OpenXRD is a comprehensive evaluation framework for testing Large Language Models (LLMs) and Multimodal LLMs on X-ray diffraction and crystallography questions. Our benchmark includes 217 expert-reviewed questions and evaluates model performance in both open-book and closed-book settings using AI-generated and expert-reviewed supporting materials.
Expert-curated multiple-choice questions covering fundamental to advanced crystallography concepts, from basic definitions to complex structural analysis.
Compare model performance with and without supporting materials to understand how external knowledge affects AI reasoning in specialized domains.
GPT-4.5 generated contextual explanations, refined through expert review, to enhance model understanding without revealing answers.
Evaluate performance across GPT-4 variants, O-series models, and LLaVA-based vision-language models on crystallographic reasoning tasks.
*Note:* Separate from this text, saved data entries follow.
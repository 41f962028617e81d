//! numreg - numerical regression harness
//!
//! Runs an external computation once per configured variant, then checks
//! selected fields of its JSON result document against a reference document
//! within an absolute tolerance:
//! - `invocation` builds the command line and the `key=value; ...` parameter string
//! - `orchestrator` clears stale artifacts and runs the program
//! - `compare` judges fields and produces per-field verdicts
//! - `aggregator` runs every variant and folds the verdicts into one result

pub mod aggregator;
pub mod compare;
pub mod error;
pub mod fakes;
pub mod invocation;
pub mod orchestrator;
pub mod report;
pub mod runner;
pub mod suite;
pub mod telemetry;

pub use aggregator::{
    AggregatorState, OverallResult, TestAggregator, VariantOutcome, EXIT_FAILURE, EXIT_SUCCESS,
};
pub use compare::{
    compare, compare_documents, evaluate_field, load_document, lookup_field, Comparison,
    ComparisonField, DocumentSide, Tolerance, Verdict, VerdictFailure,
};
pub use error::{DocumentLoadError, HarnessError, InvocationFailure, Result};
pub use invocation::{
    escape_value, validate_separator, InvocationSpec, Parameter, ParameterList,
};
pub use orchestrator::{reset_artifact, ArtifactReset, RunOrchestrator, RunOutcome};
pub use report::{read_report, render_summary, render_totals, render_variant, write_report};
pub use runner::{ExecutionRecord, ProcessExecutor, ProgramExecutor};
pub use suite::{SuiteConfig, VariantConfig};
pub use telemetry::init_tracing;
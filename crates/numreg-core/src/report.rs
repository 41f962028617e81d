//! Suite report artifacts.
//!
//! - `render_summary` - operator-facing text, one block per variant
//!   (`render_variant`) followed by the totals (`render_totals`)
//! - `write_report` / `read_report` - `<dir>/<run_id>/report.json` plus a
//!   SHA-256 sidecar `report.digest` checked on read

use std::path::{Path, PathBuf};

use sha2::{Digest, Sha256};

use crate::aggregator::{OverallResult, VariantOutcome};
use crate::error::{HarnessError, Result};

const REPORT_FILE: &str = "report.json";
const DIGEST_FILE: &str = "report.digest";

/// Human-readable summary of a suite run.
pub fn render_summary(result: &OverallResult) -> String {
    let mut out: String = result.variants.iter().map(render_variant).collect();
    out.push_str(&render_totals(result));
    out
}

/// Text block for one variant: command, run status, then one line per field.
pub fn render_variant(outcome: &VariantOutcome) -> String {
    let mut out = String::new();
    let mark = if outcome.passed { "✓" } else { "✗" };
    out.push_str(&format!("{} {}\n", mark, outcome.variant));
    out.push_str(&format!("    command: {}\n", outcome.run.command));
    if let Some(execution) = &outcome.run.execution {
        out.push_str(&format!(
            "    exit code: {} ({}ms)\n",
            execution.exit_code, execution.duration_ms
        ));
    }
    if let Some(failure) = &outcome.run.failure {
        out.push_str(&format!("    invocation: {}\n", failure));
    }
    if let Some(error) = &outcome.load_error {
        out.push_str(&format!("    load error: {}\n", error));
    }
    if let Some(comparison) = &outcome.comparison {
        for verdict in &comparison.verdicts {
            out.push_str(&format!("    {}\n", verdict.detail));
        }
    }
    out
}

/// Closing lines: pass count and the final verdict.
pub fn render_totals(result: &OverallResult) -> String {
    format!(
        "\nSummary: {}/{} variants passed ({}ms)\nfinal success: {}\n",
        result.passed_count(),
        result.variants.len(),
        result.duration_ms,
        result.success
    )
}

/// Persist `result` under `<dir>/<run_id>/` and return the report path.
pub fn write_report(result: &OverallResult, dir: &Path) -> Result<PathBuf> {
    let run_dir = dir.join(result.run_id.to_string());
    std::fs::create_dir_all(&run_dir)?;

    let path = run_dir.join(REPORT_FILE);
    let json = serde_json::to_vec_pretty(result)?;
    std::fs::write(&path, &json)?;
    std::fs::write(run_dir.join(DIGEST_FILE), digest(&json).as_bytes())?;

    Ok(path)
}

/// Read `<dir>/<run_id>/report.json`, verifying it against its digest.
pub fn read_report(run_id: &str, dir: &Path) -> Result<OverallResult> {
    let run_dir = dir.join(run_id);
    let json = std::fs::read(run_dir.join(REPORT_FILE))?;
    let expected = std::fs::read_to_string(run_dir.join(DIGEST_FILE))?;

    let actual = digest(&json);
    if expected.trim() != actual {
        return Err(HarnessError::DigestMismatch {
            expected: expected.trim().to_string(),
            actual,
        });
    }
    Ok(serde_json::from_slice(&json)?)
}

fn digest(bytes: &[u8]) -> String {
    hex::encode(Sha256::digest(bytes))
}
Our research reveals an inverted-U relationship in model improvement: mid-capacity models (7B-34B parameters) benefit most from external knowledge, gaining up to +11.5% accuracy with expert-reviewed materials. Larger models show minimal improvement, while smaller models have limited capacity to utilize additional information effectively. This suggests cost-effective deployment strategies where mid-sized models with expert-reviewed materials can approach larger model performance on specialized scientific tasks.